Zu einer folgenschweren Verwechslung ist es in Spanien gekommen: Zwei Babys wurden bei ihrer Geburt im Krankenhaus miteinander vertauscht. 23 Jahre später bekommt eine Spanierin deshalb fast eine Million Euro Schadenersatz zugesprochen.

Die Spanierin wuchs in der falschen Familie auf und hatte ursprünglich gut drei Millionen Euro gefordert. Das Oberlandesgericht der Region La Rioja entschied nun, dass die Frau 975.000 Euro bekommt, wie die Justiz am Dienstag mitteilte. Sowohl die junge Klägerin als auch der regionale Gesundheitsdienst können Einspruch gegen das Urteil einlegen.

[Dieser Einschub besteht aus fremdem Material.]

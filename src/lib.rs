//! DocForge - AI-Assisted Repository Documentation
//!
//! Analyzes a code repository, drafts Markdown documentation through a
//! language model backend, lints the draft and keeps an append-only version
//! history of saved drafts.
//!
//! ## Quick Start
//!
//! ```ignore
//! use docforge::{CodeAnalyzer, DocGenerator, Pipeline, RepositoryId};
//!
//! let pipeline = Pipeline::new(source, CodeAnalyzer::new(config.analysis), generator)
//!     .with_linter(linter)
//!     .with_store(store);
//! let output = pipeline.run(&RepositoryId::new("user/api-service")?, &cancel).await?;
//! ```
//!
//! ## Modules
//!
//! - [`repository`]: Listing and fetching local repository checkouts
//! - [`analyzer`]: File scanning and symbol extraction into a `CodeSummary`
//! - [`ai`]: Model backends with retry, timeout and cancellation
//! - [`generator`]: Draft generation from a summary
//! - [`linter`]: Structural and semantic documentation linting
//! - [`session`]: Editable drafts with content-bound lint results
//! - [`storage`]: SQLite version history
//! - [`pipeline`]: fetch → analyze → generate → lint → save

pub mod ai;
pub mod analyzer;
pub mod cli;
pub mod config;
pub mod constants;
pub mod generator;
pub mod linter;
pub mod pipeline;
pub mod repository;
pub mod session;
pub mod storage;
pub mod types;

// Configuration
pub use config::{Config, ConfigLoader};

// Error Types
pub use types::error::{DocForgeError, PipelineStep, Result, ResultExt};

// Domain Types
pub use types::{
    CodeSummary, DraftDocument, LintFinding, LintReport, NewVersion, Repository, RepositoryId,
    Severity, SourceUnit, VersionRecord,
};

// Storage
pub use storage::database::PoolConfig;
pub use storage::{Database, SharedDatabase, VersionStore};

// Components
pub use ai::{CancelToken, ModelBackend, RetryPolicy, SharedBackend, create_backend};
pub use analyzer::CodeAnalyzer;
pub use generator::DocGenerator;
pub use linter::{Linter, Reporter};
pub use pipeline::{Pipeline, PipelineOutput};
pub use repository::{LocalRepositorySource, RepositorySource};
pub use session::{DocumentSession, LintOutcome, SessionRegistry};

Die folgenreiche Verwechslung passierte im Juni 2002 im Krankenhaus San Millán in Logroño rund 350 Kilometer nordöstlich von Madrid. Zwei Neugeborene – deren Identitäten geheim bleiben – wurden damals aus unbekannten Gründen mit den falschen Eltern heimgeschickt.

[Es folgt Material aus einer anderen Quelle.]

//! Bounded exponential backoff for backend calls (backon).
//!
//! Only `Connection`/`Timeout` failures are retried. When every attempt
//! fails transiently the last cause is wrapped in `GenerationBackend`.
//! `Model` failures surface on the attempt that produced them.

use backon::{ExponentialBuilder, Retryable};
use std::future::Future;
use std::sync::atomic::{AtomicU32, Ordering};
use std::time::Duration;
use tracing::warn;

use super::backend::{Completion, CompletionRequest, ModelBackend};
use crate::config::RetryConfig;
use crate::types::{DocForgeError, Result};

#[derive(Debug, Clone)]
pub struct RetryPolicy {
    max_attempts: u32,
    base_delay: Duration,
    max_delay: Duration,
    factor: f32,
    jitter: bool,
}

impl Default for RetryPolicy {
    fn default() -> Self {
        Self::from(&RetryConfig::default())
    }
}

impl From<&RetryConfig> for RetryPolicy {
    fn from(config: &RetryConfig) -> Self {
        Self {
            max_attempts: config.max_attempts.max(1),
            base_delay: Duration::from_millis(config.base_delay_ms),
            max_delay: Duration::from_millis(config.max_delay_ms),
            factor: config.factor,
            jitter: config.jitter,
        }
    }
}

impl RetryPolicy {
    pub fn max_attempts(&self) -> u32 {
        self.max_attempts
    }

    /// Policy without jitter and with the given delays
    pub fn fixed(max_attempts: u32, base_delay: Duration, max_delay: Duration) -> Self {
        Self {
            max_attempts: max_attempts.max(1),
            base_delay,
            max_delay,
            factor: 2.0,
            jitter: false,
        }
    }

    fn backoff(&self) -> ExponentialBuilder {
        let builder = ExponentialBuilder::default()
            .with_min_delay(self.base_delay)
            .with_max_delay(self.max_delay)
            .with_factor(self.factor)
            .with_max_times((self.max_attempts - 1) as usize);
        if self.jitter {
            builder.with_jitter()
        } else {
            builder
        }
    }

    /// Run `operation` under the policy
    pub async fn run<T, F, Fut>(&self, operation: &str, mut attempt: F) -> Result<T>
    where
        F: FnMut() -> Fut,
        Fut: Future<Output = Result<T>>,
    {
        let attempts = AtomicU32::new(0);
        let counter = &attempts;

        let result = (|| {
            counter.fetch_add(1, Ordering::SeqCst);
            attempt()
        })
        .retry(self.backoff())
        .when(|e: &DocForgeError| e.is_retryable())
        .notify(|e: &DocForgeError, delay: Duration| {
            warn!(
                operation,
                attempt = counter.load(Ordering::SeqCst),
                delay_ms = delay.as_millis() as u64,
                error = %e,
                "Transient backend failure, retrying"
            );
        })
        .await;

        result.map_err(|e| {
            if e.is_retryable() {
                DocForgeError::GenerationBackend {
                    attempts: attempts.load(Ordering::SeqCst),
                    source: Box::new(e),
                }
            } else {
                e
            }
        })
    }

    /// Submit one completion request under the policy
    pub async fn complete(
        &self,
        backend: &dyn ModelBackend,
        request: &CompletionRequest,
    ) -> Result<Completion> {
        self.run(backend.name(), || backend.complete(request)).await
    }
}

Fehler blieb lange unentdeckt
Der Fehler flog viele Jahre später zufällig auf, als eines der beiden Mädchen einen DNA-Test machte. Und erst 2021 hatten beide nach mehrjährigen Ermittlungen der Gesundheitsbehörden Gewissheit, dass sie wegen der Verwechslung nicht in ihren leiblichen Familien aufgewachsen waren. „Menschliches Versagen“, lautete damals die Erklärung der Behörden.

Auch die zweite Betroffene fordert vor Gericht etwa drei Millionen Euro. Beide Frauen halten eine ursprünglich von den Behörden der Region La Rioja zugesprochene Entschädigung von jeweils 850.000 Euro für nicht ausreichend. In einem der beiden Fälle erhöhte das zuständige Gericht die Summe nun um 125.000 Euro. Zur Begründung hieß es unter anderem, die Betroffene habe nach Aufdeckung des Fehlers keinen Kontakt mehr zu ihrer leiblichen Mutter aufnehmen können, da diese bereits 2018 verstorben war.

Aufgrund der Verwechslung seien „irreparable Schäden“ entstanden, die Forderung von gut drei Millionen Euro sei deshalb gerechtfertigt, wurde der Anwalt dieser Klägerin, José Sáez Morga, in der Zeitung „El País“ zitiert.

Ähnlicher Fall in Österreich
In Österreich wurde im Herbst ein ähnlicher Fall publik: In der Steiermark wurden, wie berichtet, zwei Babys nach ihrer Geburt vertauscht. 35 Jahre später standen sich Doris und Jessica zum ersten Mal gegenüber. Auch die beiden betroffenen Familien beschäftigen sich mit rechtlichen Themen wie Schadenersatz und Erbansprüchen.